Fig 3. Individual variability in metabolite rhythms.

(A) Number of significantly rhythmic metabolites (corrected p < 0.05, individual cosinor analysis) per metabolite class and per subject at baseline (left panel) and in the night shift condition (right panel). (B) Change in number of rhythmic metabolites at baseline and during the night shift condition. Different lines and colours represent different subjects. (C) Percentage of rhythmic metabolites that overlap between each pair of subjects. (D, F) Rhythmic alanine (D) and LysoC28:1 (F) profiles per subject at baseline and the night shift condition.

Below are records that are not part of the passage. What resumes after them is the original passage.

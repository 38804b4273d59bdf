//! Staff user endpoints

use axum::Json;
use validator::Validate;

use crate::{error::AppResult, models::user::CreateUser};

/// Validate a staff account creation request
#[utoipa::path(
    post,
    path = "/users/validate",
    tag = "users",
    request_body = CreateUser,
    responses(
        (status = 200, description = "Request is valid", body = CreateUser),
        (status = 400, description = "Invalid input")
    )
)]
pub async fn validate_user(Json(user): Json<CreateUser>) -> AppResult<Json<CreateUser>> {
    user.validate()?;
    Ok(Json(user))
}
//! Staff user account DTO

use serde::{Deserialize, Serialize};
use utoipa::ToSchema;
use validator::Validate;

/// Create staff user request
#[derive(Debug, Clone, Serialize, Deserialize, Validate, ToSchema)]
#[serde(rename_all = "camelCase")]
pub struct CreateUser {
    #[validate(length(min = 1, message = "First name must not be empty"))]
    pub first_name: String,
    #[validate(length(min = 1, message = "Last name must not be empty"))]
    pub last_name: String,
    /// Login name
    #[validate(length(min = 3, message = "User name must be at least 3 characters"))]
    pub user_name: String,
    pub password: Option<String>,
    pub contact_no: Option<String>,
    #[validate(email(message = "Invalid email format"))]
    pub email_id: Option<String>,
    pub address: Option<String>,
    /// Role assigned to the account; any JSON number is accepted
    pub user_role_id: f64,
    pub notes: Option<String>,
    pub employee_no: Option<String>,
    pub department: Option<String>,
    pub designation: Option<String>,
}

Symbols on top of each panel indicate the phase of the rhythm. Different colours represent different subjects. Only rhythmic profiles (uncorrected p < 0.05) are shown. (E, G) Initial and final phases of alanine (E) and LysoC28:1 (G) profiles per subject. Colours, representing different subjects, matched with the colours in B, D, and F. (H) Circular variance of individual phase estimates per metabolite at baseline and during the night shift condition. Circular variance ranges from 0 to 1, with lower values indicating tighter clustering of the phase estimates around the mean and higher values indicating a higher degree of dispersion around the 24-h cycle. Only metabolites that were rhythmic (uncorrected p-value <0.05) in at least 3 subjects were taken into account. Numerical data underlying the results presented in this figure are available in S2 Data. LysoC, lysophospholipid.